NEW YORK — Stocks were mixed in afternoon trading Friday as a relatively strong U.S. manufacturing report was weighed against a market that has started to look expensive to some investors.
The Dow Jones industrial average was up 56 points, or 0.4 percent, to 15,601 as of 2:05 p.m. Eastern. The Standard & Poor’s 500 index was up three points, or 0.2 percent, to 1,760. The Nasdaq composite fell 8 points, or 0.5 percent, to 3,914.
The Nasdaq was hit with more technical problems. Trading was halted on the Nasdaq Options Market as of 10:36 a.m. Eastern time, according to Nasdaq OMX. Regular stock trading was not affected.
On Tuesday, Nasdaq indexes weren’t updated for about 45 minutes because of a technical problem, and on Aug. 22 trading was halted on the Nasdaq Stock Market for three hours because of a separate technical glitch.
The Nasdaq Options Market is one of the larger stock options markets, handling to roughly 11 percent of stock options trading in the U.S., according to the Options Clearing Corporation. A stock option gives the holder the right, but not the obligation, to buy or sell a stock at a fixed price in the future. Movement in the options markets can impact the broader stock market.
Stocks had been moderately higher most of the morning after the Institute for Supply Management reported that its manufacturing index increased to 56.4 from 56.2 in September. That was better than the 55.1 figure economists were expecting, according financial data provider FactSet.
The improvement came during what could have been a difficult month for the U.S. economy, with a partial government shutdown that lasted 16 days and a narrowly averted default on the U.S. government’s debt, which could have rattled financial markets.
The stock market had a strong October. The S&P 500 closed at a record high seven times during the month, most recently on Tuesday. It ended October with a gain of 4.5 percent.
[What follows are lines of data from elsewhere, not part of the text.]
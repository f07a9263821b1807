//! File-storage stream: no transaction and no tmp table. Events stage
//! into the batch file (with optional merge dedup) and the finalized
//! file uploads to the object-store sink at complete.

use crate::abstract_stream::StreamCore;
use crate::adapter::FileAdapter;
use crate::batch_file::BatchFile;
use crate::error::BulkError;
use crate::options::StreamOptions;
use crate::state::{StreamState, StreamStatus};
use crate::BulkLoadStream;
use async_trait::async_trait;
use bulkstream_types::{
    new_marshaller, sanitize_identifier, FileCompression, FileFormat, Object,
};
use std::collections::BTreeSet;
use std::sync::Arc;
use tracing::info;

/// Produces the destination object name for one stream's batch.
pub type FilenameFunc = Box<dyn Fn() -> String + Send + Sync>;

pub struct FileStorageStream {
    core: StreamCore,
    adapter: Arc<dyn FileAdapter>,
    filename_func: FilenameFunc,
    batch_file: Option<BatchFile>,
    /// Union of keys seen across the stream; becomes the CSV header.
    csv_header: BTreeSet<String>,
}

impl FileStorageStream {
    pub(crate) fn new(
        id: &str,
        adapter: Arc<dyn FileAdapter>,
        filename_func: FilenameFunc,
        options: StreamOptions,
    ) -> Result<Self, BulkError> {
        let merge = options.merge_rows;
        if merge && options.primary_keys.is_empty() {
            return Err(BulkError::config(
                "merge_rows requires the primary_key option",
            ));
        }
        // Column-shaped targets need flat rows.
        let flatten = matches!(
            adapter.format(),
            FileFormat::Csv | FileFormat::FlatNdjson
        );
        let core = StreamCore::new(id, "", options, merge, flatten);
        Ok(Self {
            core,
            adapter,
            filename_func,
            batch_file: None,
            csv_header: BTreeSet::new(),
        })
    }

    fn init(&mut self) -> Result<(), BulkError> {
        if self.core.inited {
            return Ok(());
        }
        if self.batch_file.is_none() {
            let prefix = format!("bulkstream_{}", sanitize_identifier(&self.core.id));
            let on_disk = new_marshaller(FileFormat::Ndjson, FileCompression::None);
            let target = new_marshaller(self.adapter.format(), self.adapter.compression());
            self.batch_file = Some(BatchFile::new(&prefix, on_disk, target)?);
        }
        self.core.inited = true;
        Ok(())
    }

    fn consume_inner(&mut self, object: Object) -> Result<(), BulkError> {
        self.init()?;
        self.core.track_event_time(&object);
        let identity = |raw: &str| raw.to_string();
        let (_, processed) = self.core.preprocess(object, &identity)?;

        if self.adapter.format() == FileFormat::Csv {
            self.csv_header.extend(processed.keys().cloned());
        }
        let pk = if self.core.merge {
            Some(self.core.pk_value(&processed, &identity)?)
        } else {
            None
        };
        let batch = self
            .batch_file
            .as_mut()
            .ok_or_else(|| BulkError::staging("batch file", "stream has no staging file"))?;
        batch.append(&processed, pk.as_deref(), &[])
    }

    async fn flush_and_upload(&mut self) -> Result<(), BulkError> {
        let Some(batch) = self.batch_file.take() else {
            return Ok(());
        };
        if batch.events() == 0 {
            return Ok(());
        }
        let header: Vec<String> = self.csv_header.iter().cloned().collect();
        let avro_schema = if self.adapter.format() == FileFormat::Avro {
            self.adapter.avro_schema()
        } else {
            None
        };
        let flushed = batch.finalize(&header, avro_schema.as_ref())?;
        let name = (self.filename_func)();
        self.adapter.upload(&name, flushed.path()).await?;
        info!(
            stream = %self.core.id,
            object = %name,
            events = flushed.events(),
            "uploaded batch file"
        );
        Ok(())
    }
}

#[async_trait]
impl BulkLoadStream for FileStorageStream {
    async fn consume(&mut self, object: Object) -> (StreamState, Result<(), BulkError>) {
        if let Err(err) = self.core.check_active() {
            return (self.core.state.clone(), Err(err));
        }
        let result = self.consume_inner(object);
        // No transaction to poison, but a recorded error still fails
        // the upload at complete: the batch would be incomplete.
        let result = self.core.post_consume(result, true);
        (self.core.state.clone(), result)
    }

    async fn complete(&mut self) -> (StreamState, Result<(), BulkError>) {
        if let Err(err) = self.core.check_active() {
            return (self.core.state.clone(), Err(err));
        }
        let err = match self.core.last_error.clone() {
            Some(err) => Some(err),
            None => {
                if self.core.state.successful_rows > 0 {
                    self.flush_and_upload().await.err()
                } else {
                    None
                }
            }
        };
        self.batch_file = None;
        if err.is_some() {
            self.core.state.successful_rows = 0;
        }
        self.core.post_complete(err)
    }

    async fn abort(&mut self) -> (StreamState, Result<(), BulkError>) {
        if self.core.state.status == StreamStatus::Aborted {
            return (self.core.state.clone(), Ok(()));
        }
        if let Err(err) = self.core.check_active() {
            return (self.core.state.clone(), Err(err));
        }
        self.batch_file = None;
        self.core.state.status = StreamStatus::Aborted;
        (self.core.state.clone(), Ok(()))
    }
}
An increasing number of investors have expressed skepticism that stocks can keep rising at this pace heading into the last two months of the year.
The S&P 500 is up 23 percent so far this year, while the average annual return on the S&P 500 is around 8 percent. Stocks are also starting to look expensive by some measures. Investors are paying more than $16 for every $1 of earnings in the S&P 500, the highest that ratio has been since February 2011.
“I don’t think this market is cheap by any means,” said Brad McMillan, chief investment officer for Commonwealth Financial. “We’ve been urging caution for some time now.”
In the bond market, the yield on the 10-year Treasury note rose to 2.60 percent from 2.56 percent.
Among stocks making big moves:
— Chevron fell $1.83, or 1.5 percent, to $118.20. The world’s second-largest publicly-traded oil company said its third-quarter income fell 6 percent, missing analysts’ estimates, due to weakness in the company’s refining business.
— The Container Store doubled on its first day of trading on the New York Stock Exchange. The company raised $225 million in its initial public offering, pricing 12.5 million shares at $18 each. The stock soared $17.79 to $35.79.
— First Solar jumped $8.57, or 17 percent, to $59.10. The solar panel maker said it had an adjusted profit of $2.28 per share for the third quarter, blowing past analysts’ estimates of $1.13 per share, according FactSet.